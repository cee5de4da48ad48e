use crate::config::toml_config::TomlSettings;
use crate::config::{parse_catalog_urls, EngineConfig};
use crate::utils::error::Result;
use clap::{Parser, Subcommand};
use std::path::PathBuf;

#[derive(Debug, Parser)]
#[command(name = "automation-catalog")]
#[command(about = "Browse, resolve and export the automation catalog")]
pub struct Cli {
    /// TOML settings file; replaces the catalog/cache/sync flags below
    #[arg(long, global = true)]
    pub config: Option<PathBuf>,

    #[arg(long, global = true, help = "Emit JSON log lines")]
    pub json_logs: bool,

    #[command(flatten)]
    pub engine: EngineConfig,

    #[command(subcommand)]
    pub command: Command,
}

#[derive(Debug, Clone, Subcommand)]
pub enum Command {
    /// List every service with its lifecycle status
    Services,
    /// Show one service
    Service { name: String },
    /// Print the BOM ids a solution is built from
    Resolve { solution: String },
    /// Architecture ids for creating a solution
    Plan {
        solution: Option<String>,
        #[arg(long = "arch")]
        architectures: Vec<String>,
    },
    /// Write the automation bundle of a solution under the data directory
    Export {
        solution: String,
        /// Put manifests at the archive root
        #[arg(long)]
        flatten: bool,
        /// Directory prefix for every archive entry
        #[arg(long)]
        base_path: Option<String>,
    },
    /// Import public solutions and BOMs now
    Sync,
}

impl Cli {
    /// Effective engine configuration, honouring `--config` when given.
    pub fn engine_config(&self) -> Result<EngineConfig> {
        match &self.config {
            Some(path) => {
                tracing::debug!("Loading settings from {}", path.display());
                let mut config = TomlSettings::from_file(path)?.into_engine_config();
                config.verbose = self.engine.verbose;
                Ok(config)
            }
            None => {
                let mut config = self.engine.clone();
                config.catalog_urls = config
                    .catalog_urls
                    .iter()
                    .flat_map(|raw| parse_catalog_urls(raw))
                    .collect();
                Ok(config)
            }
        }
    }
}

* * *

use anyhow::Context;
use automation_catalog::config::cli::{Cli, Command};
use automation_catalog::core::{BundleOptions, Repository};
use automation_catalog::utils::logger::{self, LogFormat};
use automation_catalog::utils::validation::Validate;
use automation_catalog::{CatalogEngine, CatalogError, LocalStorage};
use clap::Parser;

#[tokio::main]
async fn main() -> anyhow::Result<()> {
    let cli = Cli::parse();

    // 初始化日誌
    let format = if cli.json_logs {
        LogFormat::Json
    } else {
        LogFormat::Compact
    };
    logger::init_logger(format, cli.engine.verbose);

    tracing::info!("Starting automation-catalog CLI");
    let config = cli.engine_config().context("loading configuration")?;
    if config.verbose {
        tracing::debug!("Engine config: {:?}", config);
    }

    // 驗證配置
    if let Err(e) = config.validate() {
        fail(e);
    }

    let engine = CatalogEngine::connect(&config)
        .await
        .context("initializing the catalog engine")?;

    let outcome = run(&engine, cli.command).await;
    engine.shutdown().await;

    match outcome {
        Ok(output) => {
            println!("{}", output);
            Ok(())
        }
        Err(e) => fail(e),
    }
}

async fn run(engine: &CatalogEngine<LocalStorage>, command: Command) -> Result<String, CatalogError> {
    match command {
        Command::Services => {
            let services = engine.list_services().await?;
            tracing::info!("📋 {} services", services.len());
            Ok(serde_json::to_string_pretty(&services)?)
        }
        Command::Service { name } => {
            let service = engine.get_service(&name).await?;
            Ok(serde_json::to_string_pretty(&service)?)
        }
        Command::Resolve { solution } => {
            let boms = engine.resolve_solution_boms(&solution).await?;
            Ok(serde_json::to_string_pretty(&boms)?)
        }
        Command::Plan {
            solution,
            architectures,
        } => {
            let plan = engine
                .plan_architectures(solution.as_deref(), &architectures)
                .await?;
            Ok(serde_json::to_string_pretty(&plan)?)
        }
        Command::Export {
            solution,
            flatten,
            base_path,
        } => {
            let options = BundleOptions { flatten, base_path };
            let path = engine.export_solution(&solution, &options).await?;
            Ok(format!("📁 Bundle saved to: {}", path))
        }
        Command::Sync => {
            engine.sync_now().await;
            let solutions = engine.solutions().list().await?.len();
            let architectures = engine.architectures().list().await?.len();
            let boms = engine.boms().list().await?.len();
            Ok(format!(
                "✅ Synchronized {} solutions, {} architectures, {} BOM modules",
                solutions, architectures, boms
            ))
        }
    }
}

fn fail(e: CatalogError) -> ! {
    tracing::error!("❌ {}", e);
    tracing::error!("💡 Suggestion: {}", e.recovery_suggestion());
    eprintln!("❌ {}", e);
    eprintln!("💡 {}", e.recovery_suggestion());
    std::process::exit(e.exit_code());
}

▶ [AIM OF THE TASK] All of the lines above that carry the string "every" need to be found and copied.

▶ [FINISHED TASK]
    /// List every service with its lifecycle status
        /// Directory prefix for every archive entry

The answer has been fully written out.